INFORMATION below:

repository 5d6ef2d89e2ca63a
use axum::{
    Json,
    extract::{Path, State},
    http::StatusCode,
};
use bigdecimal::BigDecimal;
use diesel::prelude::*;
use diesel_async::RunQueryDsl;
use uuid::Uuid;

use super::models::{
    Bill, BillChangeset, BillWithContext, CreateBillRequest, NewBill, PaymentStatus,
    UpdateBillRequest,
};
use crate::auth::models::AccessTokenClaims;
use crate::notification::models::NotificationKind;
use crate::schema::{bills, orders, users};
use crate::state::AppState;
use crate::utils::money::round_money;
use crate::utils::{ApiError, ApiResponse, ValidatedJson};

pub async fn create_bill(
    State(state): State<AppState>,
    claims: AccessTokenClaims,
    ValidatedJson(payload): ValidatedJson<CreateBillRequest>,
) -> Result<(StatusCode, Json<ApiResponse<Bill>>), ApiError> {
    claims.require_admin()?;

    let amount = round_money(&payload.amount);
    let tax = round_money(&payload.tax.unwrap_or_else(|| BigDecimal::from(0)));
    if amount < BigDecimal::from(0) || tax < BigDecimal::from(0) {
        return Err(ApiError::validation("amount and tax must not be negative"));
    }
    let total_amount = &amount + &tax;

    let mut conn = state.pool.get().await?;

    let order_owner = orders::table
        .find(payload.order_id)
        .select(orders::user_id)
        .first::<Uuid>(&mut conn)
        .await
        .optional()?
        .ok_or_else(|| ApiError::not_found("order not found"))?;

    let bill = diesel::insert_into(bills::table)
        .values(&NewBill {
            order_id: payload.order_id,
            user_id: order_owner,
            amount,
            tax,
            total_amount,
            payment_status: PaymentStatus::Pending.as_str().to_owned(),
        })
        .returning(Bill::as_returning())
        .get_result(&mut conn)
        .await?;

    drop(conn);

    state
        .notifier
        .notify(
            bill.user_id,
            "Bill Generated",
            &format!(
                "A bill of {:.2} has been generated for your order #{}. You can pay it from your account.",
                bill.total_amount, bill.order_id
            ),
            NotificationKind::Info,
        )
        .await;

    Ok((
        StatusCode::CREATED,
        Json(ApiResponse::new("Bill created successfully", bill)),
    ))
}

pub async fn get_bills(
    State(state): State<AppState>,
    claims: AccessTokenClaims,
) -> Result<Json<ApiResponse<Vec<BillWithContext>>>, ApiError> {
    let caller_id = claims.user_id()?;
    let mut conn = state.pool.get().await?;

    let mut query = bills::table
        .inner_join(orders::table.on(orders::id.eq(bills::order_id)))
        .inner_join(users::table.on(users::id.eq(bills::user_id)))
        .select((
            Bill::as_select(),
            orders::order_type,
            users::name,
            users::email,
        ))
        .into_boxed();

    if !claims.is_admin() {
        query = query.filter(bills::user_id.eq(caller_id));
    }

    let rows = query
        .order(bills::created_at.desc())
        .load::<(Bill, String, String, String)>(&mut conn)
        .await?;

    let rows = rows
        .into_iter()
        .map(|(bill, order_type, customer_name, customer_email)| BillWithContext {
            bill,
            order_type,
            customer_name,
            customer_email,
        })
        .collect();

    Ok(Json(ApiResponse::new("Bills fetched", rows)))
}

pub async fn get_bill_by_id(
    State(state): State<AppState>,
    claims: AccessTokenClaims,
    Path(id): Path<i32>,
) -> Result<Json<ApiResponse<Bill>>, ApiError> {
    let mut conn = state.pool.get().await?;

    let bill = bills::table
        .find(id)
        .select(Bill::as_select())
        .first(&mut conn)
        .await
        .optional()?
        .ok_or_else(|| ApiError::not_found("bill not found"))?;

    claims.authorize_owner(bill.user_id)?;

    Ok(Json(ApiResponse::new("Bill fetched", bill)))
}

/// Admin corrections to amount, tax or payment status. The total is always
/// recomputed from the effective figures; no notification is re-fired.
pub async fn update_bill(
    State(state): State<AppState>,
    claims: AccessTokenClaims,
    Path(id): Path<i32>,
    ValidatedJson(payload): ValidatedJson<UpdateBillRequest>,
) -> Result<Json<ApiResponse<Bill>>, ApiError> {
    claims.require_admin()?;

    if payload.is_empty() {
        return Err(ApiError::validation("no fields to update"));
    }

    let payment_status = payload
        .payment_status
        .as_deref()
        .map(PaymentStatus::parse)
        .transpose()?;

    let mut conn = state.pool.get().await?;

    let bill = bills::table
        .find(id)
        .select(Bill::as_select())
        .first(&mut conn)
        .await
        .optional()?
        .ok_or_else(|| ApiError::not_found("bill not found"))?;

    let amount = round_money(&payload.amount.unwrap_or(bill.amount));
    let tax = round_money(&payload.tax.unwrap_or(bill.tax));
    if amount < BigDecimal::from(0) || tax < BigDecimal::from(0) {
        return Err(ApiError::validation("amount and tax must not be negative"));
    }
    let total_amount = &amount + &tax;

    let updated = diesel::update(bills::table.find(id))
        .set(&BillChangeset {
            amount,
            tax,
            total_amount,
            payment_status: payment_status.map(|status| status.as_str().to_owned()),
        })
        .returning(Bill::as_returning())
        .get_result(&mut conn)
        .await?;

    Ok(Json(ApiResponse::new("Bill updated", updated)))
}

pub async fn delete_bill(
    State(state): State<AppState>,
    claims: AccessTokenClaims,
    Path(id): Path<i32>,
) -> Result<Json<ApiResponse<()>>, ApiError> {
    claims.require_admin()?;
    let mut conn = state.pool.get().await?;

    // Payment transactions hang off the bill and go with it.
    let deleted = diesel::delete(bills::table.find(id))
        .execute(&mut conn)
        .await?;

    if deleted == 0 {
        return Err(ApiError::not_found("bill not found"));
    }

    Ok(Json(ApiResponse::message("Bill deleted")))
}
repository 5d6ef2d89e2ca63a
pub mod error;
pub mod extract;
pub mod money;
pub mod types;

pub use error::ApiError;
pub use error::handler_404;
pub use extract::ValidatedJson;
pub use types::{ApiResponse, Pool};
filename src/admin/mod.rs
pub mod handlers;
pub mod models;
pub mod routes;
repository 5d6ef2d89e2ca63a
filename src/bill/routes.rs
use axum::{Router, routing::get};

use super::handlers;
use crate::state::AppState;

pub fn get_routes() -> Router<AppState> {
    Router::new()
        .route(
            "/bills",
            get(handlers::get_bills).post(handlers::create_bill),
        )
        .route(
            "/bills/{id}",
            get(handlers::get_bill_by_id)
                .put(handlers::update_bill)
                .delete(handlers::delete_bill),
        )
}
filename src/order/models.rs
use chrono::{NaiveDate, NaiveDateTime};
use diesel::prelude::*;
use serde::{Deserialize, Serialize};
use uuid::Uuid;
use validator::Validate;

use crate::utils::ApiError;

/// Lifecycle of an order. The forward path is
/// pending → in_progress → ready → delivered; `cancelled` is reachable from
/// any non-terminal state. `delivered` and `cancelled` are terminal.
#[derive(Clone, Copy, Debug, PartialEq, Eq, Serialize, Deserialize)]
#[serde(rename_all = "snake_case")]
pub enum OrderStatus {
    Pending,
    InProgress,
    Ready,
    Delivered,
    Cancelled,
}

impl OrderStatus {
    pub fn as_str(&self) -> &'static str {
        match self {
            OrderStatus::Pending => "pending",
            OrderStatus::InProgress => "in_progress",
            OrderStatus::Ready => "ready",
            OrderStatus::Delivered => "delivered",
            OrderStatus::Cancelled => "cancelled",
        }
    }

    /// Human wording used in notification messages.
    pub fn label(&self) -> &'static str {
        match self {
            OrderStatus::Pending => "pending",
            OrderStatus::InProgress => "in progress",
            OrderStatus::Ready => "ready",
            OrderStatus::Delivered => "delivered",
            OrderStatus::Cancelled => "cancelled",
        }
    }

    pub fn parse(value: &str) -> Result<Self, ApiError> {
        match value {
            "pending" => Ok(OrderStatus::Pending),
            "in_progress" => Ok(OrderStatus::InProgress),
            "ready" => Ok(OrderStatus::Ready),
            "delivered" => Ok(OrderStatus::Delivered),
            "cancelled" => Ok(OrderStatus::Cancelled),
            _ => Err(ApiError::validation(
                "status must be one of: pending, in_progress, ready, delivered, cancelled",
            )),
        }
    }

    pub fn is_terminal(&self) -> bool {
        matches!(self, OrderStatus::Delivered | OrderStatus::Cancelled)
    }

    /// Allowed-transition table. Forward moves may skip a step; backward
    /// moves and leaving a terminal state are rejected.
    pub fn can_transition_to(&self, next: OrderStatus) -> bool {
        use OrderStatus::*;
        match (self, next) {
            (Pending, InProgress | Ready | Delivered) => true,
            (InProgress, Ready | Delivered) => true,
            (Ready, Delivered) => true,
            (Pending | InProgress | Ready, Cancelled) => true,
            _ => false,
        }
    }
}

#[derive(Debug, Queryable, Selectable, Serialize)]
#[diesel(table_name = crate::schema::orders)]
#[diesel(check_for_backend(diesel::pg::Pg))]
pub struct Order {
    pub id: i32,
    pub user_id: Uuid,
    pub measurement_id: Option<i32>,
    pub order_type: String,
    pub fabric_type: Option<String>,
    pub color: Option<String>,
    pub design_preference: Option<String>,
    pub quantity: i32,
    pub delivery_date: Option<NaiveDate>,
    pub status: String,
    pub created_at: NaiveDateTime,
}

#[derive(Debug, Insertable)]
#[diesel(table_name = crate::schema::orders)]
pub struct NewOrder {
    pub user_id: Uuid,
    pub measurement_id: Option<i32>,
    pub order_type: String,
    pub fabric_type: Option<String>,
    pub color: Option<String>,
    pub design_preference: Option<String>,
    pub quantity: i32,
    pub delivery_date: Option<NaiveDate>,
    pub status: String,
}

#[derive(Debug, Deserialize, Validate)]
pub struct CreateOrderRequest {
    #[validate(length(min = 1, max = 50, message = "order_type is required"))]
    pub order_type: String,
    pub measurement_id: Option<i32>,
    #[validate(length(max = 50))]
    pub fabric_type: Option<String>,
    #[validate(length(max = 30))]
    pub color: Option<String>,
    #[validate(length(max = 1000))]
    pub design_preference: Option<String>,
    #[validate(range(min = 1, message = "quantity must be at least 1"))]
    pub quantity: Option<i32>,
    pub delivery_date: Option<NaiveDate>,
}

/// Non-status fields a customer or admin may edit. Status changes go
/// through the dedicated status endpoint only.
#[derive(Debug, Deserialize, Validate, AsChangeset)]
#[diesel(table_name = crate::schema::orders)]
pub struct OrderChangeset {
    #[validate(length(min = 1, max = 50))]
    pub order_type: Option<String>,
    #[validate(length(max = 50))]
    pub fabric_type: Option<String>,
    #[validate(length(max = 30))]
    pub color: Option<String>,
    #[validate(length(max = 1000))]
    pub design_preference: Option<String>,
    #[validate(range(min = 1))]
    pub quantity: Option<i32>,
    pub delivery_date: Option<NaiveDate>,
}

impl OrderChangeset {
    pub fn is_empty(&self) -> bool {
        self.order_type.is_none()
            && self.fabric_type.is_none()
            && self.color.is_none()
            && self.design_preference.is_none()
            && self.quantity.is_none()
            && self.delivery_date.is_none()
    }
}

#[derive(Debug, Deserialize, Validate)]
pub struct StatusUpdateRequest {
    #[validate(length(min = 1, message = "status is required"))]
    pub status: String,
}

#[cfg(test)]
mod tests {
    use super::*;
    use OrderStatus::*;

    #[test]
    fn forward_path_is_allowed() {
        assert!(Pending.can_transition_to(InProgress));
        assert!(InProgress.can_transition_to(Ready));
        assert!(Ready.can_transition_to(Delivered));
    }

    #[test]
    fn forward_moves_may_skip_a_step() {
        assert!(Pending.can_transition_to(Ready));
        assert!(Pending.can_transition_to(Delivered));
        assert!(InProgress.can_transition_to(Delivered));
    }

    #[test]
    fn backward_moves_are_rejected() {
        assert!(!Delivered.can_transition_to(Pending));
        assert!(!Ready.can_transition_to(InProgress));
        assert!(!InProgress.can_transition_to(Pending));
    }

    #[test]
    fn cancel_is_reachable_from_any_non_terminal_state() {
        assert!(Pending.can_transition_to(Cancelled));
        assert!(InProgress.can_transition_to(Cancelled));
        assert!(Ready.can_transition_to(Cancelled));
    }

    #[test]
    fn terminal_states_are_frozen() {
        for next in [Pending, InProgress, Ready, Delivered, Cancelled] {
            assert!(!Delivered.can_transition_to(next));
            assert!(!Cancelled.can_transition_to(next));
        }
        assert!(Delivered.is_terminal());
        assert!(Cancelled.is_terminal());
        assert!(!Pending.is_terminal());
    }

    #[test]
    fn setting_the_same_status_again_is_rejected() {
        for status in [Pending, InProgress, Ready, Delivered, Cancelled] {
            assert!(!status.can_transition_to(status));
        }
    }

    #[test]
    fn status_strings_round_trip() {
        for status in [Pending, InProgress, Ready, Delivered, Cancelled] {
            assert_eq!(OrderStatus::parse(status.as_str()).unwrap(), status);
        }
        assert!(OrderStatus::parse("shipped").is_err());
    }

    #[test]
    fn changeset_reports_empty_when_no_field_is_set() {
        let changeset: OrderChangeset = serde_json::from_str("{}").unwrap();
        assert!(changeset.is_empty());

        let changeset: OrderChangeset =
            serde_json::from_str(r#"{"color": "navy"}"#).unwrap();
        assert!(!changeset.is_empty());
    }

    #[test]
    fn zero_quantity_fails_validation() {
        let request: CreateOrderRequest =
            serde_json::from_str(r#"{"order_type": "suit", "quantity": 0}"#).unwrap();
        assert!(request.validate().is_err());
    }

    #[test]
    fn empty_order_type_fails_validation() {
        let request: CreateOrderRequest = serde_json::from_str(r#"{"order_type": ""}"#).unwrap();
        assert!(request.validate().is_err());
    }
}
use axum::{
    Router,
    routing::{delete, get, patch, post},
};

use super::handlers;
use crate::state::AppState;

pub fn get_routes() -> Router<AppState> {
    Router::new()
        .route("/notifications", get(handlers::get_notifications))
        .route("/notifications/alert", post(handlers::broadcast_alert))
        .route("/notifications/send", post(handlers::send_to_user))
        .route("/notifications/read-all", patch(handlers::mark_all_read))
        .route("/notifications/{id}/read", patch(handlers::mark_as_read))
        .route("/notifications/{id}", delete(handlers::delete_notification))
}
use axum::{
    Router,
    routing::{get, patch},
};

use super::handlers;
use crate::state::AppState;

pub fn get_routes() -> Router<AppState> {
    Router::new()
        .route(
            "/orders",
            get(handlers::get_orders).post(handlers::create_order),
        )
        .route(
            "/orders/{id}",
            get(handlers::get_order_by_id)
                .put(handlers::update_order)
                .delete(handlers::delete_order),
        )
        .route("/orders/{id}/status", patch(handlers::update_order_status))
}
use axum::{Json, extract::State};
use bigdecimal::BigDecimal;
use diesel::dsl::count_star;
use diesel::prelude::*;
use diesel_async::RunQueryDsl;

use super::models::{DashboardStats, OrderCounts};
use crate::auth::models::{AccessTokenClaims, Role};
use crate::bill::models::PaymentStatus;
use crate::schema::{bills, orders, users};
use crate::state::AppState;
use crate::utils::{ApiError, ApiResponse, Pool};

/// Back-office dashboard numbers. The three reads are independent, so they
/// run concurrently on their own pooled connections and are joined before
/// the response is built.
pub async fn get_dashboard_stats(
    State(state): State<AppState>,
    claims: AccessTokenClaims,
) -> Result<Json<ApiResponse<DashboardStats>>, ApiError> {
    claims.require_admin()?;

    let (orders, revenue, customers) = tokio::try_join!(
        order_counts(state.pool.clone()),
        paid_revenue(state.pool.clone()),
        customer_count(state.pool.clone()),
    )?;

    Ok(Json(ApiResponse::new(
        "Dashboard statistics",
        DashboardStats {
            orders,
            revenue,
            customers,
        },
    )))
}

async fn order_counts(pool: Pool) -> Result<OrderCounts, ApiError> {
    let mut conn = pool.get().await?;

    let rows = orders::table
        .group_by(orders::status)
        .select((orders::status, count_star()))
        .load::<(String, i64)>(&mut conn)
        .await?;

    Ok(OrderCounts::from_rows(rows))
}

async fn paid_revenue(pool: Pool) -> Result<BigDecimal, ApiError> {
    let mut conn = pool.get().await?;

    let total = bills::table
        .filter(bills::payment_status.eq(PaymentStatus::Paid.as_str()))
        .select(diesel::dsl::sum(bills::total_amount))
        .first::<Option<BigDecimal>>(&mut conn)
        .await?;

    Ok(total.unwrap_or_else(|| BigDecimal::from(0)))
}

async fn customer_count(pool: Pool) -> Result<i64, ApiError> {
    let mut conn = pool.get().await?;

    let count = users::table
        .filter(users::role.eq(Role::Customer.as_str()))
        .count()
        .get_result(&mut conn)
        .await?;

    Ok(count)
}
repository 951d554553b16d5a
use anyhow::Context;
use argon2::{
    password_hash::{PasswordHash, PasswordHasher, PasswordVerifier, SaltString},
    Algorithm, Argon2, Params, Version,
};
use rand::rngs::OsRng;
use tracing::{error, warn};

use crate::{auth::error::AuthError, config::PasswordConfig};

/// Argon2id hashing with configurable cost.
#[derive(Clone)]
pub struct PasswordService {
    params: Params,
}

impl PasswordService {
    pub fn from_config(cfg: &PasswordConfig) -> anyhow::Result<Self> {
        let params = Params::new(cfg.memory_kib, cfg.iterations, cfg.parallelism, None)
            .map_err(|e| anyhow::anyhow!(e.to_string()))
            .context("invalid argon2 parameters")?;
        Ok(Self { params })
    }

    fn argon2(&self) -> Argon2<'static> {
        Argon2::new(Algorithm::Argon2id, Version::V0x13, self.params.clone())
    }

    /// Fresh random salt on every call, so equal inputs give different PHC strings.
    pub fn hash(&self, plain: &str) -> Result<String, AuthError> {
        let salt = SaltString::generate(&mut OsRng);
        let hash = self
            .argon2()
            .hash_password(plain.as_bytes(), &salt)
            .map_err(|e| {
                error!(error = %e, "argon2 hash_password error");
                anyhow::anyhow!(e.to_string())
            })?
            .to_string();
        Ok(hash)
    }

    /// `false` for a wrong password and for a hash that does not parse.
    pub fn verify(&self, plain: &str, hash: &str) -> bool {
        let parsed = match PasswordHash::new(hash) {
            Ok(p) => p,
            Err(e) => {
                warn!(error = %e, "stored password hash is malformed");
                return false;
            }
        };
        // Cost parameters come from the PHC string, not from `self.params`.
        self.argon2()
            .verify_password(plain.as_bytes(), &parsed)
            .is_ok()
    }

    pub async fn hash_blocking(&self, plain: String) -> Result<String, AuthError> {
        let this = self.clone();
        tokio::task::spawn_blocking(move || this.hash(&plain))
            .await
            .context("password hashing task")?
    }

    pub async fn verify_blocking(&self, plain: String, hash: String) -> Result<bool, AuthError> {
        let this = self.clone();
        let ok = tokio::task::spawn_blocking(move || this.verify(&plain, &hash))
            .await
            .context("password verification task")?;
        Ok(ok)
    }
}

#[cfg(test)]
mod tests {
    use super::*;

    fn service() -> PasswordService {
        PasswordService::from_config(&PasswordConfig::default()).unwrap()
    }

    #[test]
    fn hash_and_verify_roundtrip() {
        let svc = service();
        let password = "Secur3P@ssw0rd!";
        let hash = svc.hash(password).expect("hashing should succeed");
        assert!(hash.starts_with("$argon2id$"));
        assert!(svc.verify(password, &hash));
    }

    #[test]
    fn same_password_gets_a_new_salt_each_time() {
        let svc = service();
        let a = svc.hash("pw123").unwrap();
        let b = svc.hash("pw123").unwrap();
        assert_ne!(a, b);
        assert!(svc.verify("pw123", &a));
        assert!(svc.verify("pw123", &b));
    }

    #[test]
    fn verify_rejects_wrong_password() {
        let svc = service();
        let hash = svc.hash("correct-horse-battery-staple").unwrap();
        for wrong in ["wrong-password", "", "correct-horse-battery-stapl", "Correct-horse-battery-staple"] {
            assert!(!svc.verify(wrong, &hash), "{wrong:?} must not verify");
        }
    }

    #[test]
    fn malformed_hash_is_false_not_an_error() {
        let svc = service();
        assert!(!svc.verify("anything", "not-a-valid-hash"));
        assert!(!svc.verify("anything", ""));
        assert!(!svc.verify("anything", "$argon2id$v=19$m=19456,t=2,p=1$garbage"));
    }

    #[test]
    fn cost_parameters_come_from_config() {
        let svc = PasswordService::from_config(&PasswordConfig {
            memory_kib: 8192,
            iterations: 1,
            parallelism: 1,
        })
        .unwrap();
        let hash = svc.hash("pw").unwrap();
        assert!(hash.contains("m=8192,t=1,p=1"), "{hash}");

        // verification follows the parameters recorded in the hash
        assert!(service().verify("pw", &hash));
    }

    #[test]
    fn invalid_parameters_are_rejected() {
        let res = PasswordService::from_config(&PasswordConfig {
            memory_kib: 19456,
            iterations: 2,
            parallelism: 0,
        });
        assert!(res.is_err());
    }

    #[tokio::test]
    async fn blocking_wrappers_match_sync_behaviour() {
        let svc = service();
        let hash = svc.hash_blocking("pw".into()).await.unwrap();
        assert!(svc.verify_blocking("pw".into(), hash.clone()).await.unwrap());
        assert!(!svc.verify_blocking("nope".into(), hash).await.unwrap());
    }
}
mod app;
mod auth;
mod config;
mod db;
mod docs;
mod products;
mod rate_limit;
mod state;

use std::time::Duration;

use crate::state::AppState;

#[tokio::main]
async fn main() -> anyhow::Result<()> {
    dotenvy::dotenv().ok();

    let env_filter = std::env::var("RUST_LOG")
        .unwrap_or_else(|_| "authcat=debug,axum=info,tower_http=info".to_string());
    let json_logs = std::env::var("LOG_FORMAT")
        .map(|v| v == "json")
        .unwrap_or(false);

    if json_logs {
        tracing_subscriber::fmt()
            .with_env_filter(env_filter)
            .with_target(false)
            .json()
            .init();
    } else {
        tracing_subscriber::fmt().with_env_filter(env_filter).init();
    }

    let state = AppState::init().await?;
    let (host, port) = (state.config.host.clone(), state.config.port);
    tracing::info!(
        jwt_ttl_minutes = state.keys.ttl().whole_minutes(),
        argon2_memory_kib = state.config.password.memory_kib,
        rate_limit_max_requests = state.config.rate_limit.max_requests,
        rate_limit_window_secs = state.config.rate_limit.window_secs,
        "configuration loaded"
    );

    let limiter = state.limiter.clone();
    let prune_every = Duration::from_secs(state.config.rate_limit.window_secs);
    tokio::spawn(async move {
        let mut tick = tokio::time::interval(prune_every);
        loop {
            tick.tick().await;
            limiter.retain_recent();
            tracing::debug!(clients = limiter.tracked_clients(), "rate limit state pruned");
        }
    });

    app::serve(app::build_app(state), &host, port).await
}
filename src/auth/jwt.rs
use std::sync::Arc;

use axum::extract::FromRef;
use jsonwebtoken::{decode, encode, Algorithm, DecodingKey, EncodingKey, Header, Validation};
use time::{Duration, OffsetDateTime};
use tracing::debug;

use crate::{
    auth::{claims::Claims, error::AuthError},
    config::JwtConfig,
    state::AppState,
};

/// Signing and verification keys for HS256 session tokens.
///
/// Built once at startup and shared read-only through `AppState`.
pub struct JwtKeys {
    encoding: EncodingKey,
    decoding: DecodingKey,
    validation: Validation,
    ttl: Duration,
}

impl FromRef<AppState> for Arc<JwtKeys> {
    fn from_ref(state: &AppState) -> Self {
        state.keys.clone()
    }
}

impl JwtKeys {
    pub fn from_config(cfg: &JwtConfig) -> Self {
        // Only HS256 is accepted; tokens claiming any other alg fail before the MAC check.
        let mut validation = Validation::new(Algorithm::HS256);
        // Expiry is checked in `verify_at` so `now == exp` is already expired.
        validation.validate_exp = false;
        validation.leeway = 0;

        Self {
            encoding: EncodingKey::from_secret(cfg.secret.as_bytes()),
            decoding: DecodingKey::from_secret(cfg.secret.as_bytes()),
            validation,
            ttl: Duration::minutes(cfg.ttl_minutes),
        }
    }

    pub fn ttl(&self) -> Duration {
        self.ttl
    }

    pub fn issue(&self, user_id: i64, username: &str, role: &str) -> Result<String, AuthError> {
        self.issue_at(user_id, username, role, OffsetDateTime::now_utc())
    }

    pub fn issue_at(
        &self,
        user_id: i64,
        username: &str,
        role: &str,
        now: OffsetDateTime,
    ) -> Result<String, AuthError> {
        let claims = Claims {
            user_id,
            username: username.to_owned(),
            role: role.to_owned(),
            iat: now.unix_timestamp(),
            exp: (now + self.ttl).unix_timestamp(),
        };
        let token = encode(&Header::new(Algorithm::HS256), &claims, &self.encoding)
            .map_err(|e| anyhow::Error::from(e).context("sign session token"))?;
        debug!(user_id, role = %role, exp = claims.exp, "jwt signed");
        Ok(token)
    }

    pub fn verify(&self, token: &str) -> Result<Claims, AuthError> {
        self.verify_at(token, OffsetDateTime::now_utc())
    }

    /// Signature and structure first, then expiry against `now`.
    pub fn verify_at(&self, token: &str, now: OffsetDateTime) -> Result<Claims, AuthError> {
        let data =
            decode::<Claims>(token, &self.decoding, &self.validation).map_err(AuthError::InvalidToken)?;
        if now.unix_timestamp() >= data.claims.exp {
            return Err(AuthError::Expired);
        }
        debug!(user_id = data.claims.user_id, "jwt verified");
        Ok(data.claims)
    }
}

End of INFORMATION.

Up to and including the line with "let amount = round_money(&payload.amount);", print every line of the records from the start.

RESPONSE BELOW:
repository 5d6ef2d89e2ca63a
use axum::{
    Json,
    extract::{Path, State},
    http::StatusCode,
};
use bigdecimal::BigDecimal;
use diesel::prelude::*;
use diesel_async::RunQueryDsl;
use uuid::Uuid;

use super::models::{
    Bill, BillChangeset, BillWithContext, CreateBillRequest, NewBill, PaymentStatus,
    UpdateBillRequest,
};
use crate::auth::models::AccessTokenClaims;
use crate::notification::models::NotificationKind;
use crate::schema::{bills, orders, users};
use crate::state::AppState;
use crate::utils::money::round_money;
use crate::utils::{ApiError, ApiResponse, ValidatedJson};

pub async fn create_bill(
    State(state): State<AppState>,
    claims: AccessTokenClaims,
    ValidatedJson(payload): ValidatedJson<CreateBillRequest>,
) -> Result<(StatusCode, Json<ApiResponse<Bill>>), ApiError> {
    claims.require_admin()?;

    let amount = round_money(&payload.amount);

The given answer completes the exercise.